Please describe your professional interests.

I chose general practice for the variety of problems a doctor sees and the closeness that a doctor has with his patients.  Of all of the things I treated people for, I enjoyed obstetrics the most.  In this specialty you are dealing with life and seldom with death, although when it occurs it is heart wrenching.  You have close contact with your patient and usually the rest of the family is also involved.  In a general practice the offspring is then followed for years.  Also, in general practice it is not unusual to deliver a baby for a child you have previously delivered.

What are some of your outside interests?

In the past I used to enjoy hunting and fishing and traveling but I am getting too old for that now.  I still enjoy golf, watching athletic events, reading, and the computer.  I like to keep in touch with my family, friends, and medical classmates via e-mail.

Do you have an insight or philosophy that guides you in your professional work?

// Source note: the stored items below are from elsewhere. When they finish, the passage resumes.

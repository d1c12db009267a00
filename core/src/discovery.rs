//! Locating the posts a run should process.

use std::path::{Path, PathBuf};

use thiserror::Error;
use tokio::{fs, process::Command};
use tracing::{debug, instrument};

const MARKDOWN_EXTENSION: &str = "md";

#[derive(Debug, Error)]
pub enum DiscoveryError {
    #[error("IO error")]
    Io(#[from] std::io::Error),

    #[error("`git {command}` failed: {stderr}")]
    Git { command: String, stderr: String },
}

pub type Result<T> = std::result::Result<T, DiscoveryError>;

/// Lists the markdown files directly inside `dir`, sorted by path.
///
/// Subdirectories are not searched.
#[instrument(skip(dir), fields(dir = %dir.display()))]
pub async fn list_markdown_files(dir: &Path) -> Result<Vec<PathBuf>> {
    let mut files = Vec::new();
    let mut entries = fs::read_dir(dir).await?;
    while let Some(entry) = entries.next_entry().await? {
        let path = entry.path();
        if is_markdown(&path) && entry.file_type().await?.is_file() {
            files.push(path);
        }
    }
    files.sort();
    debug!(count = files.len(), "Listed markdown files");
    Ok(files)
}

/// Lists the markdown files directly inside `dir` that git reports as modified, staged or
/// untracked. The result is deduplicated and sorted.
///
/// Files that no longer exist (deletions) are left out.
#[instrument(skip(dir), fields(dir = %dir.display()))]
pub async fn changed_markdown_files(dir: &Path) -> Result<Vec<PathBuf>> {
    let dir = fs::canonicalize(dir).await?;
    let toplevel = git(&dir, &["rev-parse", "--show-toplevel"]).await?;
    let toplevel = PathBuf::from(toplevel.trim());

    let mut files = Vec::new();
    for args in [
        &["diff", "--name-only", "-z"][..],
        &["diff", "--cached", "--name-only", "-z"][..],
        &["ls-files", "--others", "--exclude-standard", "-z"][..],
    ] {
        let output = git(&toplevel, args).await?;
        for name in output.split('\0').filter(|name| !name.is_empty()) {
            let path = toplevel.join(name);
            if !is_markdown(&path) {
                continue;
            }
            // Deleted files cannot be canonicalized
            let Ok(path) = fs::canonicalize(&path).await else {
                continue;
            };
            if path.parent() == Some(dir.as_path()) {
                files.push(path);
            }
        }
    }
    files.sort();
    files.dedup();
    debug!(count = files.len(), "Listed changed markdown files");
    Ok(files)
}

fn is_markdown(path: &Path) -> bool {
    path.extension().is_some_and(|ext| ext == MARKDOWN_EXTENSION)
}

async fn git(dir: &Path, args: &[&str]) -> Result<String> {
    let output = Command::new("git").args(args).current_dir(dir).output().await?;
    if !output.status.success() {
        return Err(DiscoveryError::Git {
            command: args.join(" "),
            stderr: String::from_utf8_lossy(&output.stderr).trim().to_string(),
        });
    }
    Ok(String::from_utf8_lossy(&output.stdout).into_owned())
}

#[cfg(test)]
mod tests {
    use super::*;
    use tempfile::tempdir;

    fn git_available() -> bool {
        std::process::Command::new("git")
            .arg("--version")
            .output()
            .is_ok_and(|output| output.status.success())
    }

    #[tokio::test]
    async fn lists_only_markdown_files_sorted() {
        let dir = tempdir().unwrap();
        for name in ["b.md", "a.md", "notes.txt", "c.markdown"] {
            fs::write(dir.path().join(name), "text").await.unwrap();
        }
        fs::create_dir(dir.path().join("nested")).await.unwrap();
        fs::write(dir.path().join("nested/d.md"), "text").await.unwrap();

        let files = list_markdown_files(dir.path()).await.unwrap();
        let names: Vec<_> = files
            .iter()
            .map(|p| p.file_name().unwrap().to_string_lossy().into_owned())
            .collect();
        assert_eq!(names, vec!["a.md", "b.md"]);
    }

    #[tokio::test]
    async fn missing_directory_is_an_error() {
        let dir = tempdir().unwrap();
        let err = list_markdown_files(&dir.path().join("missing")).await.unwrap_err();
        assert!(matches!(err, DiscoveryError::Io(_)));
    }

    #[tokio::test]
    async fn changed_files_include_staged_and_untracked() {
        if !git_available() {
            eprintln!("Skipping test: git not available");
            return;
        }
        let repo = tempdir().unwrap();
        let posts = repo.path().join("content/posts");
        fs::create_dir_all(posts.join("drafts")).await.unwrap();
        for name in ["staged.md", "untracked.md", "notes.txt", "drafts/nested.md"] {
            fs::write(posts.join(name), "text").await.unwrap();
        }
        fs::write(repo.path().join("README.md"), "readme").await.unwrap();

        git(repo.path(), &["init", "--quiet"]).await.unwrap();
        git(repo.path(), &["add", "content/posts/staged.md"]).await.unwrap();

        let files = changed_markdown_files(&posts).await.unwrap();
        let names: Vec<_> = files
            .iter()
            .map(|p| p.file_name().unwrap().to_string_lossy().into_owned())
            .collect();
        assert_eq!(names, vec!["staged.md", "untracked.md"]);
    }

    #[tokio::test]
    async fn changed_files_outside_a_repository_fail() {
        if !git_available() {
            eprintln!("Skipping test: git not available");
            return;
        }
        let dir = tempdir().unwrap();
        // tempdir may itself live inside a repository, in which case there is nothing to check
        if git(dir.path(), &["rev-parse", "--show-toplevel"]).await.is_ok() {
            return;
        }
        let err = changed_markdown_files(dir.path()).await.unwrap_err();
        assert!(matches!(err, DiscoveryError::Git { .. }));
    }
}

Quite a few years ago a patient sent me a poem which has served as a beacon that I have followed in treating patients and dealing with people in general.  It is pasted on the mirror of my dresser and has served me well.  It is as follows:

My life shall touch a dozen lives,
      Before this day is done.
Leave countless marks of good or ill,
      Ee'r sets the evening sun.
This, the wish I always wish,
      The prayer I always pray;
Lord, make my life help other lives,
      It touches by the way.

If you could change one thing about the practice or business of medicine what would it be?

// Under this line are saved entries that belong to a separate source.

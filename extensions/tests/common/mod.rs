use std::env;

use secrecy::SecretString;

/// Installs a test subscriber; repeated calls are ignored.
pub fn setup_tracing() {
    let _ = tracing_subscriber::fmt().with_test_writer().try_init();
}

/// Returns the API key from the environment (or `.env`), or `None` to skip a live test.
pub fn get_api_key_or_skip(var_name: &str, test_name: &str) -> Option<SecretString> {
    dotenv::dotenv().ok();

    match env::var(var_name) {
        Ok(key) if !key.is_empty() => Some(SecretString::from(key)),
        _ => {
            println!(
                "Skipping integration test {} - {} environment variable not set.",
                test_name, var_name
            );
            None
        }
    }
}

pub fn test_key() -> SecretString {
    SecretString::from("test-key".to_string())
}
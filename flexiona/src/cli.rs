use std::convert::Infallible;
use std::path::PathBuf;
use std::str::FromStr;

use clap::Parser;
use secrecy::SecretString;

use flexiona_core::config::{
    DEFAULT_ANTHROPIC_MODEL, DEFAULT_KEYWORD_COUNT, DEFAULT_RELATED_POSTS, DEFAULT_SUMMARY_LENGTH,
};
use flexiona_core::EmbedderKind;

/// Flexiona: enrich Hugo blog posts with related posts, color schemes, images and summaries.
#[derive(Parser, Debug)]
#[command(author, version, about, long_about = None)]
pub struct Cli {
    /// Directory containing the markdown posts [default: ../content/posts, then ./content/posts].
    #[arg(long, env = "FLEXIONA_CONTENT_DIR")]
    pub content_dir: Option<PathBuf>,

    /// Only process posts that git reports as modified, staged or untracked.
    #[arg(long)]
    pub changed_only: bool,

    /// Number of related posts to link from each post.
    #[arg(long, default_value_t = DEFAULT_RELATED_POSTS)]
    pub related_posts: usize,

    /// Maximum summary length, in characters.
    #[arg(long, default_value_t = DEFAULT_SUMMARY_LENGTH)]
    pub summary_length: usize,

    /// Number of keywords used for the image search.
    #[arg(long, default_value_t = DEFAULT_KEYWORD_COUNT)]
    pub keywords: usize,

    /// Embedder used to find related posts (hashing or placeholder).
    #[arg(long, default_value = "hashing", value_parser = EmbedderKind::from_str)]
    pub embedder: EmbedderKind,

    /// Anthropic model used for enrichment.
    #[arg(long, default_value = DEFAULT_ANTHROPIC_MODEL)]
    pub model: String,

    /// Anthropic API key. Placeholder values are used without it.
    #[arg(long, env = "ANTHROPIC_API_KEY", hide_env_values = true, value_parser = parse_secret)]
    pub anthropic_api_key: Option<SecretString>,

    /// Unsplash access key. A placeholder image is used without it.
    #[arg(long, env = "UNSPLASH_API_KEY", hide_env_values = true, value_parser = parse_secret)]
    pub unsplash_api_key: Option<SecretString>,

    /// Increase verbosity (use multiple times for more).
    #[arg(short, long, action = clap::ArgAction::Count)]
    pub verbose: u8,

    /// Suppress all output except errors.
    #[arg(short, long, conflicts_with = "verbose")]
    pub quiet: bool,
}

fn parse_secret(value: &str) -> Result<SecretString, Infallible> {
    Ok(SecretString::from(value.to_string()))
}

#[cfg(test)]
mod tests {
    use super::*;
    use clap::CommandFactory;
    use secrecy::ExposeSecret;

    #[test]
    fn cli_is_well_formed() {
        Cli::command().debug_assert();
    }

    #[test]
    fn defaults() {
        let cli = Cli::try_parse_from(["flexiona"]).unwrap();
        assert!(!cli.changed_only);
        assert_eq!(cli.related_posts, 5);
        assert_eq!(cli.summary_length, 150);
        assert_eq!(cli.keywords, 5);
        assert_eq!(cli.embedder, EmbedderKind::Hashing);
        assert_eq!(cli.model, "claude-3-haiku-20240307");
        assert_eq!(cli.verbose, 0);
        assert!(!cli.quiet);
    }

    #[test]
    fn explicit_flags() {
        let cli = Cli::try_parse_from([
            "flexiona",
            "--content-dir",
            "site/content/posts",
            "--changed-only",
            "--related-posts",
            "3",
            "--embedder",
            "placeholder",
            "--anthropic-api-key",
            "sk-test",
            "-vv",
        ])
        .unwrap();
        assert_eq!(cli.content_dir, Some(PathBuf::from("site/content/posts")));
        assert!(cli.changed_only);
        assert_eq!(cli.related_posts, 3);
        assert_eq!(cli.embedder, EmbedderKind::Placeholder);
        assert_eq!(cli.anthropic_api_key.unwrap().expose_secret(), "sk-test");
        assert_eq!(cli.verbose, 2);
    }

    #[test]
    fn rejects_unknown_embedder_and_conflicting_verbosity() {
        assert!(Cli::try_parse_from(["flexiona", "--embedder", "bert"]).is_err());
        assert!(Cli::try_parse_from(["flexiona", "-v", "-q"]).is_err());
    }

    #[test]
    fn secrets_are_redacted_in_debug_output() {
        let cli = Cli::try_parse_from(["flexiona", "--unsplash-api-key", "very-secret"]).unwrap();
        assert!(!format!("{cli:?}").contains("very-secret"));
    }
}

In 1965 one of my partners said to the other three, “This is the beginning of trouble.”  What he was referring to was the beginning of Medicare and the entry of government into the practice of medicine, which has continued to increase for the succeeding 42 years.  The one thing I would like to see in the practice of medicine is the discontinuance of this interference.  In order for this to occur doctors are going to have to start policing themselves.  I question whether this will ever happen.

What is the biggest change you've experienced in medicine since you were a student?

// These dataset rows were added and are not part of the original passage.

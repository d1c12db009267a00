use std::time::Duration;

use reqwest::Client;
use secrecy::{ExposeSecret, SecretString};
use serde::{Deserialize, Serialize};
use tracing::{debug, error, instrument, trace};
use url::Url;

use flexiona_core::config::DEFAULT_ANTHROPIC_MODEL;

use super::error::{map_response_error, AnthropicError};

const DEFAULT_ANTHROPIC_BASE_URL: &str = "https://api.anthropic.com";
const ANTHROPIC_VERSION: &str = "2023-06-01";
const MESSAGES_PATH: &str = "v1/messages";

const DEFAULT_TEMPERATURE: f32 = 0.7;
const DEFAULT_MAX_TOKENS: u32 = 1024;

/// Configuration for the Anthropic Messages API.
#[derive(Clone, Debug)]
pub struct AnthropicConfig {
    pub(crate) api_key: SecretString,
    pub(crate) base_url: Url,
    pub(crate) model: String,
    pub(crate) temperature: f32,
    pub(crate) max_tokens: u32,
    /// Timeout for HTTP requests. Defaults to 60 seconds.
    pub(crate) timeout: Duration,
}

impl AnthropicConfig {
    /// Creates a configuration using the default model and endpoint.
    ///
    /// # Errors
    /// Returns `AnthropicError::InvalidConfiguration` if the API key is empty.
    pub fn new(api_key: SecretString) -> Result<Self, AnthropicError> {
        if api_key.expose_secret().trim().is_empty() {
            return Err(AnthropicError::InvalidConfiguration(
                "API key cannot be empty".to_string(),
            ));
        }

        let base_url = Url::parse(DEFAULT_ANTHROPIC_BASE_URL).map_err(|e| {
            AnthropicError::InvalidConfiguration(format!("Failed to parse default base URL: {}", e))
        })?;

        Ok(Self {
            api_key,
            base_url,
            model: DEFAULT_ANTHROPIC_MODEL.to_string(),
            temperature: DEFAULT_TEMPERATURE,
            max_tokens: DEFAULT_MAX_TOKENS,
            timeout: Duration::from_secs(60),
        })
    }

    /// Sets a custom base URL (e.g., a proxy or a mock server).
    ///
    /// A path on the URL becomes a prefix of `v1/messages`. A trailing slash is optional.
    pub fn base_url(mut self, url: &str) -> Result<Self, AnthropicError> {
        let mut base_url = Url::parse(url).map_err(|e| {
            AnthropicError::InvalidConfiguration(format!("Invalid base URL '{}': {}", url, e))
        })?;
        if !base_url.path().ends_with('/') {
            let path = format!("{}/", base_url.path());
            base_url.set_path(&path);
        }
        self.base_url = base_url;
        Ok(self)
    }

    #[must_use]
    pub fn model(mut self, model: impl Into<String>) -> Self {
        self.model = model.into();
        self
    }

    #[must_use]
    pub fn temperature(mut self, temperature: f32) -> Self {
        self.temperature = temperature;
        self
    }

    #[must_use]
    pub fn max_tokens(mut self, max_tokens: u32) -> Self {
        self.max_tokens = max_tokens;
        self
    }

    #[must_use]
    pub fn timeout(mut self, timeout: Duration) -> Self {
        self.timeout = timeout;
        self
    }

    pub fn model_id(&self) -> &str {
        &self.model
    }
}

#[derive(Serialize, Debug)]
struct MessagesRequest<'a> {
    model: &'a str,
    max_tokens: u32,
    temperature: f32,
    messages: Vec<RequestMessage<'a>>,
}

#[derive(Serialize, Debug)]
struct RequestMessage<'a> {
    role: &'a str,
    content: &'a str,
}

#[derive(Deserialize, Debug)]
struct MessagesResponse {
    content: Vec<ContentBlock>,
}

#[derive(Deserialize, Debug)]
#[serde(tag = "type", rename_all = "snake_case")]
enum ContentBlock {
    Text { text: String },
    #[serde(other)]
    Other,
}

/// HTTP client for single-turn completions.
#[derive(Clone, Debug)]
pub(crate) struct AnthropicClient {
    config: AnthropicConfig,
    http_client: Client,
}

impl AnthropicClient {
    #[instrument(name = "anthropic_client_new", skip(config, client_override))]
    pub(crate) fn new(
        config: AnthropicConfig,
        client_override: Option<Client>,
    ) -> Result<Self, AnthropicError> {
        let http_client = match client_override {
            Some(client) => client,
            None => {
                debug!(timeout = ?config.timeout, "Building default HTTP client.");
                Client::builder()
                    .timeout(config.timeout)
                    .build()
                    .map_err(|e| {
                        AnthropicError::InvalidConfiguration(format!(
                            "Failed to build default HTTP client: {}",
                            e
                        ))
                    })?
            }
        };

        debug!(
            base_url = %config.base_url,
            model = %config.model,
            "Anthropic client initialized."
        );
        Ok(Self { config, http_client })
    }

    pub(crate) fn config(&self) -> &AnthropicConfig {
        &self.config
    }

    /// Sends `prompt` as a single user message and returns the concatenated text reply.
    #[instrument(skip(self, prompt), fields(model = %self.config.model))]
    pub(crate) async fn complete(&self, prompt: &str) -> Result<String, AnthropicError> {
        let url = self.config.base_url.join(MESSAGES_PATH).map_err(|e| {
            AnthropicError::InvalidConfiguration(format!("Failed to build messages URL: {}", e))
        })?;

        let request = MessagesRequest {
            model: &self.config.model,
            max_tokens: self.config.max_tokens,
            temperature: self.config.temperature,
            messages: vec![RequestMessage { role: "user", content: prompt }],
        };
        trace!(?request, "Sending Anthropic messages request");

        let response = self
            .http_client
            .post(url)
            .header("x-api-key", self.config.api_key.expose_secret())
            .header("anthropic-version", ANTHROPIC_VERSION)
            .json(&request)
            .send()
            .await?;

        if !response.status().is_success() {
            let status = response.status();
            error!(%status, "Anthropic API returned error status");
            return Err(map_response_error(response).await);
        }

        let raw_body = response.text().await?;
        trace!(body = %raw_body, "Received Anthropic response body");

        let parsed: MessagesResponse = serde_json::from_str(&raw_body).map_err(|e| {
            error!(parse_error = %e, "Failed to parse Anthropic messages response");
            AnthropicError::ResponseParsing {
                context: "Parsing messages response".to_string(),
                source: e,
            }
        })?;

        let text = parsed
            .content
            .into_iter()
            .filter_map(|block| match block {
                ContentBlock::Text { text } => Some(text),
                ContentBlock::Other => None,
            })
            .collect::<Vec<_>>()
            .join("");

        if text.trim().is_empty() {
            return Err(AnthropicError::UnexpectedResponse(
                "Response contained no text".to_string(),
            ));
        }
        debug!(chars = text.len(), "Received completion");
        Ok(text)
    }
}
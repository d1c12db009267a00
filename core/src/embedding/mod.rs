//! Text embeddings used by the document store for similarity search.

mod embedder;
mod error;
mod hashing;

pub use embedder::{Embedder, PlaceholderEmbedder};
pub use error::EmbeddingError;
pub use hashing::HashingEmbedder;

/// A dense embedding vector.
#[derive(Debug, Clone, PartialEq)]
pub struct Embedding(Vec<f32>);

impl Embedding {
    pub fn as_slice(&self) -> &[f32] {
        &self.0
    }

    pub fn dimensions(&self) -> usize {
        self.0.len()
    }

    /// Cosine similarity between two embeddings.
    ///
    /// Returns 0 if either vector has zero length (norm).
    pub fn similarity(&self, other: &Embedding) -> Result<f32, EmbeddingError> {
        if self.0.len() != other.0.len() {
            return Err(EmbeddingError::DimensionMismatch {
                left: self.0.len(),
                right: other.0.len(),
            });
        }

        let mut dot = 0.0f32;
        let mut norm_a = 0.0f32;
        let mut norm_b = 0.0f32;
        for (a, b) in self.0.iter().zip(other.0.iter()) {
            dot += a * b;
            norm_a += a * a;
            norm_b += b * b;
        }

        if norm_a == 0.0 || norm_b == 0.0 {
            return Ok(0.0);
        }
        Ok(dot / (norm_a.sqrt() * norm_b.sqrt()))
    }
}

impl From<Vec<f32>> for Embedding {
    fn from(vector: Vec<f32>) -> Self {
        Embedding(vector)
    }
}
pub mod app;
pub mod cli;
pub mod logging;

pub use app::Flexiona;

Without question the biggest change I have seen in the practice of medicine since I started is the introduction of antibiotics.  Midway through my senior year penicillin was first used in treating patients.  It was the first of the antibiotics.

Penicillin was used very sparingly during my internship and never in the field during the war.  I will never forget when I was at Blank Hospital in Des Moines after returning from overseas, a small girl came into the Emergency Room with a fever and complaining of pain in the upper end of her tibia.  A presumptive diagnosis of acute osteomyelitis was made.  A blood culture was drawn and she was started on 5,000 units of penicillin every 3 hours.  The blood culture was reported positive for staph aureus, and the patient was cured with no surgery or further treatment necessary.

What piece of advice would you give to today's medical students?

The one piece of advice I would give to medical students is to be honest with their patients and not be reluctant to say, "I do not know".  In their future practice, they are going to encounter problems and diseases that they do not have the knowledge and skill to handle.  The smart doctor is the one who realizes this and sends the patient to a doctor who is better qualified to treat them.

What do you see as "the future" of medicine?

While in medical school I believed that a cure of cancer was possible in my life time.  In the past 65 years that has not been achieved, but inroads have been made, such as in acute leukemia. Great progress has been made in the treatment of other diseases, but it is difficult for one who is not in an investigative branch of medicine to predict what research will develop.

Two things I hope will be discovered in the future.  First, I hope that a cause and cure for cancer will be found.  Secondly I hope that the absence of a neurilemma sheath will be overcome and nerve fibers will be grown to replace those that have been destroyed either by injury or disease.